Work request -
Out of the lines below, please list those that hold the string "contains".

Records for processing -
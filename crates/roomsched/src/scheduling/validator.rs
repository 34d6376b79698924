//! Structural validation of a room's section layout.
//!
//! Input is untyped JSON so that malformed request payloads can be reported
//! precisely instead of failing deserialization. Every violation is collected;
//! only a non-array input stops validation early.

use super::catalog::{ScheduleCatalog, SECTIONS_PER_ROOM, TIMINGS_PER_SECTION};
use super::types::{section_number_of, Section, ValidationResult};
use serde_json::Value;

/// Checks proposed sections against a catalog.
#[derive(Debug, Clone, Copy)]
pub struct SectionValidator<'a> {
    catalog: &'a ScheduleCatalog,
}

impl<'a> SectionValidator<'a> {
    pub fn new(catalog: &'a ScheduleCatalog) -> Self {
        Self { catalog }
    }

    /// Validates a sections payload.
    ///
    /// # Arguments
    /// * `sections` - The proposed `sections` value, as received
    ///
    /// # Returns
    /// A [`ValidationResult`] whose `errors` are in the order they were
    /// found. Never fails.
    pub fn validate(&self, sections: &Value) -> ValidationResult {
        let Some(sections) = sections.as_array() else {
            return ValidationResult::from_errors(vec!["Sections must be an array".to_string()]);
        };

        let mut errors = Vec::new();

        if sections.len() != SECTIONS_PER_ROOM {
            errors.push(format!(
                "Room must have exactly {SECTIONS_PER_ROOM} sections"
            ));
        }

        for (index, section) in sections.iter().enumerate() {
            let position = index + 1;

            if section_number_of(section) != Some(position as u32) {
                errors.push(format!(
                    "Section at position {position} must have sectionNumber {position}"
                ));
            }

            let Some(timings) = section.get("classTimings").and_then(Value::as_array) else {
                errors.push(format!("Section {position}: classTimings must be an array"));
                continue;
            };

            if timings.len() != TIMINGS_PER_SECTION {
                errors.push(format!(
                    "Section {position} must have exactly {TIMINGS_PER_SECTION} class timings"
                ));
            }

            for (timing_index, timing) in timings.iter().enumerate() {
                let label = format!("Section {position}, class timing {}", timing_index + 1);
                self.check_timing(&label, timing, &mut errors);
            }
        }

        ValidationResult::from_errors(errors)
    }

    /// Validates already-typed sections through the same checks.
    pub fn validate_sections(&self, sections: &[Section]) -> ValidationResult {
        match serde_json::to_value(sections) {
            Ok(value) => self.validate(&value),
            Err(e) => ValidationResult::from_errors(vec![e.to_string()]),
        }
    }

    fn check_timing(&self, label: &str, timing: &Value, errors: &mut Vec<String>) {
        let day = non_empty_str(timing, "day");
        let start_time = non_empty_str(timing, "startTime");
        let end_time = non_empty_str(timing, "endTime");

        if !day.is_some_and(|d| self.catalog.has_day(d)) {
            errors.push(format!(
                "{label}: invalid day. Must be one of: {}",
                self.catalog.days().join(", ")
            ));
        }

        if !start_time.is_some_and(|t| self.catalog.has_start_time(t)) {
            errors.push(format!(
                "{label}: invalid start time. Must be one of: {}",
                self.catalog.start_times().join(", ")
            ));
        }

        if !end_time.is_some_and(|t| self.catalog.has_end_time(t)) {
            errors.push(format!(
                "{label}: invalid end time. Must be one of: {}",
                self.catalog.end_times().join(", ")
            ));
        }

        // Pairing is checked on its own: two individually valid times can
        // still come from different slots.
        if let (Some(start), Some(end)) = (start_time, end_time) {
            if !self.catalog.matches_slot(start, end) {
                errors.push(format!(
                    "{label}: {start} - {end} is not a valid time slot"
                ));
            }
        }
    }
}

fn non_empty_str<'v>(value: &'v Value, key: &str) -> Option<&'v str> {
    value
        .get(key)
        .and_then(Value::as_str)
        .filter(|s| !s.is_empty())
}

#[cfg(test)]
mod tests {
    use super::*;
    use crate::scheduling::generator::{generate_default_sections, generate_sample_sections};
    use crate::scheduling::TimeSlot;
    use serde_json::json;

    fn validate(value: Value) -> ValidationResult {
        let catalog = ScheduleCatalog::standard();
        SectionValidator::new(&catalog).validate(&value)
    }

    fn sample_value() -> Value {
        serde_json::to_value(generate_sample_sections()).unwrap()
    }

    #[test]
    fn test_non_array_is_single_error() {
        for input in [
            json!(null),
            json!("sections"),
            json!(5),
            json!({ "sectionNumber": 1 }),
        ] {
            let result = validate(input);
            assert!(!result.is_valid);
            assert_eq!(result.errors, vec!["Sections must be an array"]);
        }
    }

    #[test]
    fn test_sample_sections_are_valid() {
        let catalog = ScheduleCatalog::standard();
        let result = SectionValidator::new(&catalog).validate_sections(&generate_sample_sections());
        assert!(result.is_valid);
        assert!(result.errors.is_empty());
    }

    #[test]
    fn test_default_sections_fail_only_on_timing_count() {
        let catalog = ScheduleCatalog::standard();
        let result =
            SectionValidator::new(&catalog).validate_sections(&generate_default_sections());

        assert!(!result.is_valid);
        assert_eq!(result.errors.len(), SECTIONS_PER_ROOM);
        for (i, error) in result.errors.iter().enumerate() {
            assert_eq!(
                error,
                &format!("Section {} must have exactly 2 class timings", i + 1)
            );
        }
    }

    #[test]
    fn test_wrong_count_still_checks_positions() {
        let result = validate(json!([
            { "sectionNumber": 1, "classTimings": [] },
            { "sectionNumber": 5, "classTimings": [] },
        ]));

        assert_eq!(
            result.errors,
            vec![
                "Room must have exactly 5 sections",
                "Section 1 must have exactly 2 class timings",
                "Section at position 2 must have sectionNumber 2",
                "Section 2 must have exactly 2 class timings",
            ]
        );
    }

    #[test]
    fn test_section_number_compared_numerically() {
        let mut sections = sample_value();
        sections[0]["sectionNumber"] = json!(1.0);
        sections[3]["sectionNumber"] = json!(4.0);
        assert!(validate(sections.clone()).is_valid);

        sections[1]["sectionNumber"] = json!(2.5);
        assert_eq!(
            validate(sections).errors,
            vec!["Section at position 2 must have sectionNumber 2"]
        );
    }

    #[test]
    fn test_missing_class_timings_skips_timing_checks() {
        let mut sections = sample_value();
        sections[2]["classTimings"] = json!("Monday");

        let result = validate(sections);
        assert_eq!(
            result.errors,
            vec!["Section 3: classTimings must be an array"]
        );
    }

    #[test]
    fn test_mismatched_pair_is_reported_separately() {
        let mut sections = sample_value();
        sections[0]["classTimings"][1] = json!({
            "day": "Monday",
            "startTime": "8:00 AM",
            "endTime": "10:50 AM",
        });

        let result = validate(sections);
        assert!(!result.is_valid);
        assert_eq!(
            result.errors,
            vec!["Section 1, class timing 2: 8:00 AM - 10:50 AM is not a valid time slot"]
        );
    }

    #[test]
    fn test_bad_membership_lists_valid_values() {
        let mut sections = sample_value();
        sections[4]["classTimings"][0] = json!({
            "day": "Friday",
            "startTime": "",
            "endTime": "5:00 PM",
        });

        let result = validate(sections);
        assert_eq!(result.errors.len(), 3);
        assert_eq!(
            result.errors[0],
            "Section 5, class timing 1: invalid day. Must be one of: \
             Saturday, Sunday, Monday, Tuesday, Wednesday, Thursday"
        );
        assert!(result.errors[1].starts_with("Section 5, class timing 1: invalid start time."));
        assert!(result.errors[1].ends_with("2:00 PM, 3:30 PM"));
        assert!(result.errors[2].starts_with("Section 5, class timing 1: invalid end time."));
        assert!(result.errors[2].ends_with("3:20 PM, 4:50 PM"));
    }

    #[test]
    fn test_pairing_reported_alongside_membership() {
        let mut sections = sample_value();
        sections[1]["classTimings"][0] = json!({
            "day": "Sunday",
            "startTime": "7:00 AM",
            "endTime": "9:20 AM",
        });

        let result = validate(sections);
        assert_eq!(result.errors.len(), 2);
        assert!(result.errors[0].contains("invalid start time"));
        assert_eq!(
            result.errors[1],
            "Section 2, class timing 1: 7:00 AM - 9:20 AM is not a valid time slot"
        );
    }

    #[test]
    fn test_uses_injected_catalog() {
        let catalog = ScheduleCatalog::new(
            vec![TimeSlot::new("9:00 AM", "10:00 AM")],
            vec!["Friday".to_string()],
        )
        .unwrap();
        let timing = json!({ "day": "Friday", "startTime": "9:00 AM", "endTime": "10:00 AM" });
        let sections: Vec<Value> = (1..=5)
            .map(|n| json!({ "sectionNumber": n, "classTimings": [timing, timing] }))
            .collect();

        let result = SectionValidator::new(&catalog).validate(&Value::Array(sections));
        assert!(result.is_valid, "{:?}", result.errors);
    }
}
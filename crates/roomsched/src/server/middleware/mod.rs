pub mod room_validator;
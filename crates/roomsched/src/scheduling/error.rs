//! Error types for the scheduling subsystem.
//!
//! Validation and conflict findings are never errors; they are returned as
//! values. These variants only cover loading a catalog that the rest of the
//! subsystem can trust.

use thiserror::Error;

/// Errors that can occur while loading or checking a schedule catalog.
#[derive(Debug, Error, Clone, PartialEq, Eq)]
pub enum CatalogError {
    /// The catalog file could not be read
    #[error("Failed to read catalog file: {message}")]
    Io { message: String },

    /// The catalog file is not valid JSON for a catalog
    #[error("Failed to parse catalog: {message}")]
    Parse { message: String },

    /// The catalog has no time slots
    #[error("Catalog must contain at least one time slot")]
    NoTimeSlots,

    /// The catalog has no days
    #[error("Catalog must contain at least one day")]
    NoDays,

    /// A time string is not of the form `H:MM AM|PM`
    #[error("Invalid time '{value}' (expected e.g. \"8:00 AM\")")]
    InvalidTime { value: String },

    /// A slot ends at or before its own start
    #[error("Time slot {start_time} - {end_time} ends before it starts")]
    EmptySlot {
        start_time: String,
        end_time: String,
    },

    /// A slot starts before the previous slot has ended
    #[error("Time slot {start_time} - {end_time} overlaps or precedes the slot before it")]
    OutOfOrder {
        start_time: String,
        end_time: String,
    },

    /// The same day name appears more than once
    #[error("Day '{day}' is listed more than once")]
    DuplicateDay { day: String },
}

impl CatalogError {
    /// Returns true if the file itself was fine but its contents are not a
    /// usable catalog.
    pub fn is_content_error(&self) -> bool {
        !matches!(self, CatalogError::Io { .. } | CatalogError::Parse { .. })
    }
}

impl From<std::io::Error> for CatalogError {
    fn from(err: std::io::Error) -> Self {
        CatalogError::Io {
            message: err.to_string(),
        }
    }
}

impl From<serde_json::Error> for CatalogError {
    fn from(err: serde_json::Error) -> Self {
        CatalogError::Parse {
            message: err.to_string(),
        }
    }
}
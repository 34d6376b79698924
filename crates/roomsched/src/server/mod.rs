use std::sync::Arc;

use axum::routing::{get, post, put};
use axum::{middleware as mw, Router};

use crate::server::endpoints::{rooms, schedule, sections, status};
use crate::server::middleware::*;
use crate::types::RoomState;

mod endpoints;
mod middleware;
mod types;

/// Creates a router that can be used by `axum`.
///
/// # Parameters
/// - `app_state`: The app server state.
///
/// # Returns
/// The router.
pub fn create_router(app_state: Arc<RoomState>) -> Router {
    // Routes scoped to a single existing room
    let room_router = Router::new()
        .route("/", get(rooms::get_room).delete(rooms::delete_room))
        .route("/sections", put(rooms::put_sections))
        .route("/sections/sample", post(rooms::post_sample_sections))
        .route("/schedule", get(schedule::get_room_schedule))
        .route("/conflicts", get(schedule::get_room_conflicts))
        .layer(mw::from_fn_with_state(
            app_state.clone(),
            room_validator::validate_room,
        ));

    // Stateless section tooling
    let sections_router = Router::new()
        .route("/sections/default", get(sections::get_default_sections))
        .route("/sections/sample", get(sections::get_sample_sections))
        .route("/sections/validate", post(sections::post_validate_sections));

    Router::new()
        .route("/health", get(status::get_health))
        .route("/catalog", get(status::get_catalog))
        .route("/rooms", get(rooms::get_rooms).post(rooms::post_room))
        .nest("/rooms/:room_id", room_router)
        .merge(sections_router)
        .with_state(app_state)
}
//! HTTP transport types for the host-does-IO pattern.
//!
//! # Design
//! Requests and responses are plain data. `OhmyfinClient::build_*` produces
//! an `HttpRequest` carrying everything needed to perform the call (full URL,
//! headers, body, timeout), and `OhmyfinClient::parse_response` consumes an
//! `HttpResponse`. Whoever executes the round-trip, whether a `Transport`
//! implementation or the caller, never has to know about Ohmyfin semantics.

use std::fmt;
use std::time::Duration;

/// HTTP method for a request.
#[derive(Debug, Clone, Copy, PartialEq, Eq)]
pub enum HttpMethod {
    Get,
    Post,
}

impl HttpMethod {
    pub fn as_str(self) -> &'static str {
        match self {
            HttpMethod::Get => "GET",
            HttpMethod::Post => "POST",
        }
    }
}

impl fmt::Display for HttpMethod {
    fn fmt(&self, f: &mut fmt::Formatter<'_>) -> fmt::Result {
        f.write_str(self.as_str())
    }
}

/// An HTTP request described as plain data.
#[derive(Debug, Clone, PartialEq)]
pub struct HttpRequest {
    pub method: HttpMethod,
    pub url: String,
    pub headers: Vec<(String, String)>,
    pub body: Option<String>,
    /// Upper bound for the whole round-trip.
    pub timeout: Duration,
}

impl HttpRequest {
    /// First header value matching `name`, compared case-insensitively.
    pub fn header(&self, name: &str) -> Option<&str> {
        self.headers
            .iter()
            .find(|(k, _)| k.eq_ignore_ascii_case(name))
            .map(|(_, v)| v.as_str())
    }
}

/// An HTTP response described as plain data.
#[derive(Debug, Clone)]
pub struct HttpResponse {
    pub status: u16,
    pub headers: Vec<(String, String)>,
    pub body: String,
}

impl HttpResponse {
    pub fn is_success(&self) -> bool {
        (200..300).contains(&self.status)
    }
}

Problem solution -
        assert!(result.errors[0].contains("invalid start time"));
        (200..300).contains(&self.status)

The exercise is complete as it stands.